Nuevo estudio revela que uno de cada cuatro pacientes que inicia tratamiento con benzodiacepinas hace un uso prolongado
El estudio Challenge of long-term benzodiazepine use in primary care: insights from a real-world cohort study in Catalonia, liderado por el dr. Ignacio Aznar del grupo de investigación Evaluación de Tecnologías Sanitarias en Atención Primaria y Salud Mental (PRISMA) del Institut de Recerca Sant Joan de Déu (IRSJD) y del Parc Sanitari Sant Joan de Déu (PSSJD) publicado recientemente en la revista Family Medicine and Community Health, pone el foco en el foco en el uso crónico de benzodiazepinas.
Según los datos analizados, un 27,1% de los pacientes que reciben una nueva prescripción de este tipo de fármaco acaban convirtiéndose en usuarios a largo plazo a los tres meses, y un 14,5% lo son todavía a los seis meses. Estas cifras contrastan con las recomendaciones clínicas, que aconsejan limitar su uso a un máximo de 4 semanas en el caso del insomnio y 12 semanas para la ansiedad.
El estudio ha analizado datos reales de más de 100.000 pacientes provenientes del sistema público de salud de Cataluña, recogidos entre julio de 2021 y junio de 2022.
Las benzodiacepinas: uso extendido, riesgos importantes
Las benzodiacepinas son fármacos que actúan sobre el sistema nervioso central y que se utilizan habitualmente para tratar trastornos como la ansiedad, el insomnio, las convulsiones o las tensiones musculares, así como sedantes antes de procedimientos médicos. A pesar de su eficacia en el corto plazo, el consumo prolongado puede acarrear riesgos graves para la salud, como dependencia, deterioro cognitivo, aumento del riesgo de caídas y fracturas, accidentes de tráfico, tolerancia al fármaco e incluso un incremento de la mortalidad.
En Cataluña, más del 10% de la población atendida en la atención primaria recibe cada año una prescripción de benzodiacepinas, con una prevalencia casi el doble en mujeres que en hombres y especialmente elevada en la población de edad avanzada.
"Nuestros resultados ponen de manifiesto que una proporción considerable de pacientes que comienzan tratamiento con benzodiacepinas acaban convirtiéndose en usuarios a largo plazo si no disponen de una supervisión clínica adecuada. Es esencial que se establezcan estrategias más eficaces para monitorizar y, si es necesario, reducir el uso prolongado de estos medicamentos", afirma Maite Peñarrubia investigadora colaboradora del IRSJD y el PSSJD, y una de las autoras del estudio.
Factores de riesgo asociados
Entre los factores que aumentan el riesgo de convertirse en usuario crónico se encuentran la edad avanzada, el sexo femenino, la presencia de trastornos mentales, haber recibido previamente benzodiacepinas, vivir en entornos rurales, y las visitas virtuales con el profesional médico en vez de las presenciales.
Los autores del estudio alertan de las consecuencias del uso mantenido de estos fármacos, tales como deterioro cognitivo, aumento del riesgo de caídas y fracturas, accidentes, dependencia e incluso mortalidad.
Hacia un uso más seguro
Se trata del primer estudio de estas características en España basado en datos reales y con amplia muestra poblacional.
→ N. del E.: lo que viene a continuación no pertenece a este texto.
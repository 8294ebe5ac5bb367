//! Stub frame source for tests and bring-up.

use std::collections::VecDeque;
use std::time::SystemTime;

use anyhow::{anyhow, Result};

use crate::frame::{rgb_len, Frame};

const STUB_WIDTH: u32 = 640;
const STUB_HEIGHT: u32 = 480;

/// One scripted fetch outcome.
pub enum ScriptedFetch {
    Frame(Frame),
    Fail(String),
}

/// Frame source that synthesizes frames, or replays a script.
///
/// Without a script every fetch succeeds with a flat synthetic frame whose
/// shade varies per call, so the stub detector backend sees changing
/// content. With a script, outcomes are replayed in order and the source
/// fails once the script is exhausted.
pub struct StubCameraSource {
    counter: u64,
    script: VecDeque<ScriptedFetch>,
    scripted: bool,
}

impl StubCameraSource {
    pub fn new() -> Self {
        Self {
            counter: 0,
            script: VecDeque::new(),
            scripted: false,
        }
    }

    pub fn with_script(script: Vec<ScriptedFetch>) -> Self {
        Self {
            counter: 0,
            script: script.into(),
            scripted: true,
        }
    }

    pub fn fetch(&mut self) -> Result<Frame> {
        if self.scripted {
            return match self.script.pop_front() {
                Some(ScriptedFetch::Frame(frame)) => Ok(frame),
                Some(ScriptedFetch::Fail(reason)) => Err(anyhow!("{}", reason)),
                None => Err(anyhow!("stub source script exhausted")),
            };
        }

        self.counter += 1;
        let shade = (self.counter * 29 % 251) as u8;
        let pixels = vec![shade; rgb_len(STUB_WIDTH, STUB_HEIGHT)?];
        Frame::new(pixels, STUB_WIDTH, STUB_HEIGHT, SystemTime::now())
    }
}

impl Default for StubCameraSource {
    fn default() -> Self {
        Self::new()
    }
}

#[cfg(test)]
mod tests {
    use super::*;

    #[test]
    fn synthetic_frames_vary_between_calls() {
        let mut source = StubCameraSource::new();
        let a = source.fetch().unwrap();
        let b = source.fetch().unwrap();
        assert_ne!(a.pixels()[0], b.pixels()[0]);
    }

    #[test]
    fn script_replays_failures_then_exhausts() {
        let frame = Frame::new(vec![0u8; 12], 2, 2, SystemTime::now()).unwrap();
        let mut source = StubCameraSource::with_script(vec![
            ScriptedFetch::Fail("unreachable".into()),
            ScriptedFetch::Frame(frame),
        ]);
        assert!(source.fetch().is_err());
        assert!(source.fetch().is_ok());
        assert!(source.fetch().is_err());
    }
}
Los resultados proporcionan una sólida base para diseñar estrategias de seguimiento más personalizado de los pacientes, con el objetivo de reducir los riesgos asociados al uso innecesariamente prolongado de las benzodiacepinas.
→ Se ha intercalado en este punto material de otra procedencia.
use std::collections::VecDeque;

use anyhow::Result;
use sha2::{Digest, Sha256};

use crate::detect::backend::DetectorBackend;
use crate::detect::result::{BoxRect, Detection};

/// Stub backend for testing and camera bring-up.
///
/// Without a script it reports a single "motion" detection whenever the
/// frame content changes (pixel hash differs from the previous frame),
/// which makes a `stub` model useful for checking the loop end to end
/// before a real model is wired in.
///
/// With a script it replays the given detection batches in order, one per
/// call, then returns empty batches.
pub struct StubBackend {
    last_hash: Option<[u8; 32]>,
    script: VecDeque<Vec<Detection>>,
    scripted: bool,
}

impl StubBackend {
    pub fn new() -> Self {
        Self {
            last_hash: None,
            script: VecDeque::new(),
            scripted: false,
        }
    }

    /// Replay the given batches in order instead of hashing pixels.
    pub fn with_script(batches: Vec<Vec<Detection>>) -> Self {
        Self {
            last_hash: None,
            script: batches.into(),
            scripted: true,
        }
    }
}

impl Default for StubBackend {
    fn default() -> Self {
        Self::new()
    }
}

impl DetectorBackend for StubBackend {
    fn name(&self) -> &'static str {
        "stub"
    }

    fn detect(&mut self, pixels: &[u8], width: u32, height: u32) -> Result<Vec<Detection>> {
        if self.scripted {
            return Ok(self.script.pop_front().unwrap_or_default());
        }

        let current_hash: [u8; 32] = Sha256::digest(pixels).into();
        let motion = self.last_hash.is_some_and(|prev| prev != current_hash);
        self.last_hash = Some(current_hash);

        if motion {
            Ok(vec![Detection::new(
                "motion",
                0.85,
                BoxRect {
                    x: 0,
                    y: 0,
                    w: width,
                    h: height,
                },
            )])
        } else {
            Ok(Vec::new())
        }
    }
}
Reconocimiento profesional para la dra. Maite Peñarrubia
Además de la publicación del estudio, la trayectoria científica de la Dra. Maite Peñarrubia ha sido recientemente reconocida en el ámbito de la atención primaria. El 29 de enero, la junta del Colegio de Médicos de Barcelona del Baix Llobregat le otorgó el premio a la Mejor publicación en atención primaria de la Metropolitana Sur por esta investigación sobre el uso prolongado de las benzodiacepinas. Este reconocimiento pone en valor no sólo la calidad de su estudio, sino también su contribución a la mejora de la práctica clínica y la seguridad de los pacientes en la atención sanitaria cotidiana de la región.
Las benzodiacepinas son fármacos que actúan sobre el sistema nervioso central y que se utilizan habitualmente para tratar trastornos como la ansiedad, el insomnio, las convulsiones o las tensiones musculares.